ノルド・ストリーム爆破、ウクライナ人ダイバーを関与の疑いで拘束 ポーランド警察

画像提供, Danish Defence handout

画像説明, デンマーク国防当局が撮影した、ノルド・ストリームからガスが漏れ出した様子とされる映像の静止画。2022年9月、バルト海を横断するノルド・ストリームのパイプライン4本のうち3本が、デンマーク領ボーンホルム島近くで、爆破により損傷した

この男性は熟練のダイバーで、「ウォロディミル・Z」という呼び名がつけられている。ドイツ検察によると、ポーランド・ワルシャワ近郊の町で30日未明、逮捕状に基づき身柄を拘束された。

2022年2月にロシアがウクライナへの全面侵攻を開始してから数カ月後、バルト海底を経由してロシア産天然ガスをドイツへ送る「ノルド・ストリーム1」と「ノルド・ストリーム2」のパイプライン4本のうち3本が爆破された。

この爆破事件は長らく謎に包まれてきた。犯行を認めた者はおらず、ウクライナも関与を否定している。西側諸国はロシアに疑いの目を向け、ロシア政府はアメリカとイギリスを非難した。

この爆発により、欧州諸国は重要な天然ガスの供給源が断たれた。各国指導者たちは、ウクライナ侵攻をきっかけとしたエネルギー危機に直面することとなった。

当時、ノルド・ストリーム2は未稼働だったが、ノルド・ストリーム1の2本のパイプラインは、ロシア沿岸からドイツ北東部まで約1200キロメートルにわたり、ガスを安定供給していた。

そして、2022年9月26日に、バルト海で複数の爆発が確認され、パイプライン4本のうち3本が破壊された。

爆発について捜査するドイツ検察は昨年8月、事件に関連して初めて逮捕状を発行した。「ウォロディミル・Z」容疑者については当時、ワルシャワの南東に位置するプルシュクフ在住のダイビング・インストラクターだと報じられていた。

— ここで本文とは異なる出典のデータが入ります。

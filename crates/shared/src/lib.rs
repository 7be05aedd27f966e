pub mod config;
pub mod tracing;

pub use self::config::*;
pub use self::tracing::*;
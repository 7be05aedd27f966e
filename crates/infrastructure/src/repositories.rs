use crate::{InMemoryStore, JsonFileStore, StorageError};
use async_trait::async_trait;
use domain::Todo;
use shared::{Config, DeploymentMode};
use std::sync::Arc;

/// Todo コレクションの保存先
///
/// コレクションは常に一括で読み書きする。部分的な更新はない。
#[async_trait]
pub trait TodoStore: Send + Sync {
    /// コレクション全体を挿入順で読み込む
    async fn load(&self) -> Result<Vec<Todo>, StorageError>;

    /// コレクション全体を書き込む（既存内容は置き換え）
    async fn save(&self, todos: &[Todo]) -> Result<(), StorageError>;

    /// ログ・ヘルスチェック用の種別名
    fn kind(&self) -> &'static str;
}

/// デプロイモードに応じたストアを開く
///
/// ファイルモードでは起動時にデータファイルを初期化する。
pub async fn open_store(config: &Config) -> Result<Arc<dyn TodoStore>, StorageError> {
    let store: Arc<dyn TodoStore> = match config.mode {
        DeploymentMode::Local => {
            let store = JsonFileStore::new(&config.data_file);
            store.init().await?;
            Arc::new(store)
        }
        DeploymentMode::Serverless => Arc::new(InMemoryStore::new()),
    };

    tracing::info!(
        mode = config.mode.as_str(),
        storage = store.kind(),
        "Todo store opened"
    );
    Ok(store)
}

しかし、当局はこの男性を見つけられずにいた。

ドイツ検察は30日の声明で、ポーランド警察が拘束した容疑者について、2022年9月26日に起爆した「爆発物をノルド・ストリーム1とノルド・ストリーム2のガスパイプラインに設置したグループの一員」だったと説明。

この容疑者が「そのために必要な潜水作業に加わっていた」とした。さらに、「共謀して爆発を引き起こし、(中略)憲法を脅かす破壊工作を行い、(中略)建造物を破壊した」強い疑いがあると付け加えた。

ワルシャワ地方検察庁のピョートル・アントニ・スキバ報道官はBBCに対し、プルシュクフ出身の「ウォロディミル・Z」容疑者に対する手続きが開始されたと述べた。

「男性は現在、欧州逮捕状の執行に関する捜査を受けている」という。

弁護人は男性が30日未明に拘束されたことを認めたが、ウクライナでの戦争の影響で逮捕状は無効だとして、ドイツへの身柄引き渡しについて争う姿勢を示した。

「ノルド・ストリームのインフラに対する攻撃は、パイプラインの所有者の一つである(ロシアの国営天然ガス会社)ガスプロムに関わる問題だ。同社はウクライナでの軍事作戦に、直接資金提供している」と、ティモテウシュ・パプロツキ弁護士はロイター通信に語った。

こうした中、8月に拘束された「セルヒイ・K」という男性をめぐっては、現在イタリアで裁判手続きが進められている。

この男性は爆破事件で調整役を担ったとされる。ボローニャの裁判所は、ドイツへの身柄引き渡しを認めたが、弁護人がイタリア最高裁に不服を申し立てた。

検察によると、両容疑者は「アンドロメダ」という名のヨットでドイツ北東部のロストック港からデンマーク領ボーンホルム島近くのバルト海域へ航行した集団の一員だったとみられる。ヨットは仲介業者を通じて、偽造した身分証明書を使ってドイツの会社から事前にレンタルされたものだったという。

「ウォロディミル・Z」と同様に、「セルヒイ・K」も、「共謀して爆発を引き起こし、憲法を脅かす破壊工作を行った強い疑いがある」という。

ドイツの報道によると、ノルド・ストリーム爆破事件に関連して7人の容疑者が特定されているが、うち1人は事件後に死亡している。この集団には、キーウの民間ダイビングスクールの元メンバーも含まれていたとされる。

ドイツ、デンマーク、スウェーデンはそれぞれ捜査を開始したが、スウェーデンとデンマークの捜査は今年2月に容疑者を特定できないまま終了している。

現時点では、ウクライナやロシア、そのほかの国家がこの攻撃に関与したという証拠は確認されていない。